Lucas Pinheiro Braathen, principal nome da equipe brasileira, é apontado como a maior esperança de um resultado inédito. Nascido na Noruega, mas filho da brasileira Alessandra Pinheiro Braathen, o atleta se destacou no circuito internacional e conquistou três medalhas nesta temporada: duas pratas em Beaver Creek (EUA) e Adelboden (Suíça), além de um bronze em Kitzbühel (Aáustria). No último dia 7 de fevereiro, Braathen foi destaque no jornal francês L’Equipe e figura entre os principais competidores das provas técnicas, como o slalom e o slalom gigante.
A delegação brasileira também conta com Giovanni Ongaro e Christoph Brandtner, que competem no slalom gigante e slalom nos dias 14 e 16 de fevereiro. Ambos disputam a corrida olímpica para Milão-Cortina 2026. O Brasil já garantiu uma vaga para os Jogos de Inverno e pode assegurar até duas adicionais na modalidade.

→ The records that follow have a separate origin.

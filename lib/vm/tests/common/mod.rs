//! Synthetic thread stacks shared by the integration tests.
//!
//! Every managed frame uses the SP-based layout: the return address sits
//! just below the caller's SP, and the frame's own SP is `frame_size + 8`
//! bytes lower. Callees are placed directly below their callers.

#![allow(dead_code)]

use stackcrawl_vm::{
    CodeRange, CodeRegistration, CodeRegistry, CompiledFunclet, CompiledMethod, CrawlFrame,
    ExplicitFrame, FrameKind, FrameState, FuncletKind, ManagedThread, MethodHandle, MethodInfo,
    RegisterContext, SyntheticStack,
};
use stackcrawl_types::{GPR, GcInfo, GcSlot, SlotLocation, UnwindInfo};

pub const LIMIT: u64 = 0x40_0000;
pub const STACK_WORDS: usize = 128;
/// An address outside every registered method.
pub const NATIVE_CODE: u64 = 0x9000;

pub const METHOD_A: MethodHandle = MethodHandle::new(0xa);
pub const METHOD_B: MethodHandle = MethodHandle::new(0xb);
pub const METHOD_C: MethodHandle = MethodHandle::new(0xc);
pub const METHOD_P: MethodHandle = MethodHandle::new(0xf);
/// Owner of the native call boundary frame.
pub const HELPER: MethodHandle = MethodHandle::new(0x20);

pub const FRAME_SIZE: u64 = 0x18;

// A is called by B, which was entered from native code that in turn was
// called by C through a native call boundary. C was entered from native code.
pub const SP_A: u64 = LIMIT + 0x1c0;
pub const SP_B: u64 = LIMIT + 0x1e0;
pub const B_CALLER_SP: u64 = LIMIT + 0x200;
pub const BOUNDARY_FRAME: u64 = LIMIT + 0x2f0;
pub const SP_C: u64 = LIMIT + 0x300;
pub const C_CALLER_SP: u64 = LIMIT + 0x320;
pub const ENTRY_FRAME: u64 = LIMIT + 0x3f0;

pub const IP_A: u64 = 0x1010;
pub const IP_B: u64 = 0x2010;
pub const IP_C: u64 = 0x3010;

/// Registers A, B and C.
pub fn register_methods(registry: &CodeRegistry) -> CodeRegistration {
    let method = |handle, start| {
        CompiledMethod::new(
            handle,
            CodeRange::new(start, 0x100),
            MethodInfo::new(UnwindInfo::sp_based(FRAME_SIZE as u32))
                .encode()
                .unwrap(),
        )
    };
    registry
        .register(vec![
            method(METHOD_A, 0x1000),
            method(METHOD_B, 0x2000),
            method(METHOD_C, 0x3000),
        ])
        .unwrap()
}

/// Writes the return address of a frame whose caller's SP is `caller_sp`.
pub fn link(stack: &SyntheticStack, caller_sp: u64, return_address: u64) {
    assert!(stack.write_word(caller_sp - 8, return_address));
}

/// The stack of the mixed managed/native thread.
pub fn mixed_stack() -> SyntheticStack {
    let stack = SyntheticStack::new(LIMIT, STACK_WORDS);
    link(&stack, SP_B, IP_B);
    link(&stack, B_CALLER_SP, NATIVE_CODE);
    link(&stack, C_CALLER_SP, NATIVE_CODE);
    stack
}

pub fn boundary_frame() -> ExplicitFrame {
    ExplicitFrame::new(
        BOUNDARY_FRAME,
        FrameKind::NativeCallBoundary {
            caller: RegisterContext::new(IP_C, SP_C, 0),
        },
    )
    .with_method(HELPER)
}

/// A boundary frame at the usual address whose saved caller lies below it.
pub fn misplaced_boundary_frame() -> ExplicitFrame {
    ExplicitFrame::new(
        BOUNDARY_FRAME,
        FrameKind::NativeCallBoundary {
            caller: RegisterContext::new(IP_C, LIMIT + 0x100, 0),
        },
    )
    .with_method(HELPER)
}

pub fn entry_frame() -> ExplicitFrame {
    ExplicitFrame::new(ENTRY_FRAME, FrameKind::NativeEntry)
}

/// The calling thread, owning the explicit frames of the mixed stack.
pub fn mixed_thread(stack: &SyntheticStack) -> ManagedThread {
    let mut thread = ManagedThread::new(1, stack.bounds());
    thread.push_frame(entry_frame());
    thread.push_frame(boundary_frame());
    thread
}

/// Registers of A, the leaf.
pub fn leaf_context() -> RegisterContext {
    RegisterContext::new(IP_A, SP_A, 0)
}

/// What a position looked like when it was visited.
#[derive(Copy, Clone, Debug, PartialEq, Eq)]
pub struct Visit {
    pub state: FrameState,
    pub method: Option<MethodHandle>,
    pub sp: u64,
}

impl Visit {
    pub fn of(frame: &CrawlFrame) -> Self {
        Self {
            state: frame.state(),
            method: frame.method(),
            sp: frame.registers().sp(),
        }
    }
}

pub fn managed(method: MethodHandle, sp: u64) -> Visit {
    Visit {
        state: FrameState::FramelessMethod,
        method: Some(method),
        sp,
    }
}

pub fn explicit(method: Option<MethodHandle>, sp: u64) -> Visit {
    Visit {
        state: FrameState::Frame,
        method,
        sp,
    }
}

// A funclet F of method P, called by the exception dispatcher (native code)
// on behalf of P, which was interrupted at IP_P.
pub const SP_F: u64 = LIMIT + 0x100;
pub const F_CALLER_SP: u64 = LIMIT + 0x110;
pub const FUNCLET_ENTRY_FRAME: u64 = LIMIT + 0x180;
pub const SP_P: u64 = LIMIT + 0x200;
pub const P_CALLER_SP: u64 = LIMIT + 0x220;

pub const IP_P: u64 = 0x4020;
/// RBX of P when it called the dispatcher.
pub const P_RBX: u64 = 0x0b0b;
/// The object P's stack slot refers to.
pub const P_OBJECT: u64 = 0x0b1e;
pub const HANDLER_START: u64 = 0x4100;
pub const FILTER_START: u64 = 0x4140;

/// Registers P with a handler and a filter funclet. P's references are a
/// stack slot live over `[0, 0x40)` and a callee-saved register live over
/// `[0x40, 0x80)`; each funclet reports one slot of P's frame.
pub fn register_parent(registry: &CodeRegistry) -> CodeRegistration {
    let mut body = MethodInfo::new(UnwindInfo::sp_based(FRAME_SIZE as u32));
    body.gc = GcInfo {
        slots: vec![
            GcSlot::new(SlotLocation::StackPointer(0), 0, 0x40),
            GcSlot::new(SlotLocation::Register(GPR::RBX), 0x40, 0x80),
        ],
    };
    let funclet = |start, kind| {
        let mut info = MethodInfo::new(UnwindInfo::sp_based(8).parent_slot(0));
        info.gc = GcInfo {
            slots: vec![GcSlot::new(SlotLocation::ParentCallerStackPointer(-0x20), 0, 0x40)],
        };
        CompiledFunclet {
            range: CodeRange::new(start, 0x40),
            kind,
            info: info.encode().unwrap(),
        }
    };
    let mut method = CompiledMethod::new(METHOD_P, CodeRange::new(0x4000, 0x100), body.encode().unwrap());
    method.funclets.push(funclet(HANDLER_START, FuncletKind::Handler));
    method.funclets.push(funclet(FILTER_START, FuncletKind::Filter));
    registry.register(vec![method]).unwrap()
}

/// The stack of a thread running a funclet of P.
pub fn funclet_stack() -> SyntheticStack {
    let stack = SyntheticStack::new(LIMIT, STACK_WORDS);
    link(&stack, F_CALLER_SP, NATIVE_CODE);
    assert!(stack.write_word(SP_F, P_CALLER_SP));
    assert!(stack.write_word(SP_P, P_OBJECT));
    link(&stack, P_CALLER_SP, NATIVE_CODE);
    stack
}

/// The calling thread, inside the dispatcher's call of a funclet of P.
pub fn funclet_thread(stack: &SyntheticStack) -> ManagedThread {
    let mut caller = RegisterContext::new(IP_P, SP_P, 0);
    caller.set(GPR::RBX, P_RBX);
    let mut thread = ManagedThread::new(2, stack.bounds());
    thread.push_frame(entry_frame());
    thread.push_frame(ExplicitFrame::new(
        FUNCLET_ENTRY_FRAME,
        FrameKind::FuncletEntry { caller },
    ));
    thread
}
//! Frame layout metadata emitted by the code producer.

use crate::context::GPR;
use smallvec::SmallVec;

#[cfg(feature = "enable-serde")]
use serde::{Deserialize, Serialize};

/// Size in bytes of a stack slot.
pub const WORD_SIZE: u64 = 8;

/// A callee-saved register spilled by the prologue.
#[cfg_attr(feature = "enable-serde", derive(Serialize, Deserialize))]
#[derive(Copy, Clone, Debug, PartialEq, Eq, Hash)]
pub struct SavedRegister {
    /// The register that was saved.
    pub reg: GPR,
    /// Offset of the save slot relative to the caller's stack pointer.
    pub offset: i32,
}

/// How to find the caller of a frame once its prologue has run.
///
/// The caller's stack pointer (the canonical frame address) is `fp + 16`
/// for frames that establish a frame pointer and `sp + frame_size + 8`
/// otherwise. The return address is stored in the word just below it.
#[cfg_attr(feature = "enable-serde", derive(Serialize, Deserialize))]
#[derive(Clone, Debug, PartialEq, Eq, Default)]
pub struct UnwindInfo {
    /// Bytes between the post-prologue stack pointer and the return address slot.
    pub frame_size: u32,
    /// The frame keeps the caller's frame pointer at `CFA - 16` and points RBP at it.
    pub frame_pointer: bool,
    /// Registers saved by the prologue, other than the frame pointer.
    pub saved_registers: SmallVec<[SavedRegister; 6]>,
    /// For funclets: SP-relative slot holding the caller SP of the parent frame.
    pub parent_sp_slot: Option<i32>,
}

impl UnwindInfo {
    /// Layout of a frame that pushes RBP and allocates `frame_size` bytes under it.
    pub fn with_frame_pointer(frame_size: u32) -> Self {
        Self {
            frame_size,
            frame_pointer: true,
            ..Default::default()
        }
    }

    /// Layout of a frame addressed purely through the stack pointer.
    pub fn sp_based(frame_size: u32) -> Self {
        Self {
            frame_size,
            frame_pointer: false,
            ..Default::default()
        }
    }

    /// Adds a saved register.
    pub fn save(mut self, reg: GPR, offset: i32) -> Self {
        self.saved_registers.push(SavedRegister { reg, offset });
        self
    }

    /// Marks the region as a funclet whose parent's caller SP lives at `slot`.
    pub fn parent_slot(mut self, slot: i32) -> Self {
        self.parent_sp_slot = Some(slot);
        self
    }

    /// The caller's stack pointer for a frame with the given `sp` and `fp`.
    pub fn caller_sp(&self, sp: u64, fp: u64) -> u64 {
        if self.frame_pointer {
            fp.wrapping_add(2 * WORD_SIZE)
        } else {
            sp.wrapping_add(u64::from(self.frame_size))
                .wrapping_add(WORD_SIZE)
        }
    }
}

A competição já teve a realização das provas de time misto paralelo, Super G e Downhill, modalidades de velocidade do esqui alpino. Até o momento, a Suíça lidera o quadro de medalhas com dois ouros, uma prata e um bronze, seguida pela Áustria, com um ouro e três pratas. A Itália ocupa a terceira posição, com um ouro e uma prata, enquanto os Estados Unidos estão em quarto, com um ouro e um bronze. A Noruega fecha o top-5, com duas medalhas de bronze.
O Mundial de Esqui Alpino tem uma pausa nesta segunda-feira (11/02) para ajustes nas pistas, com retomada na terça-feira para as provas técnicas. O evento pode ser acompanhado pelo Disney+.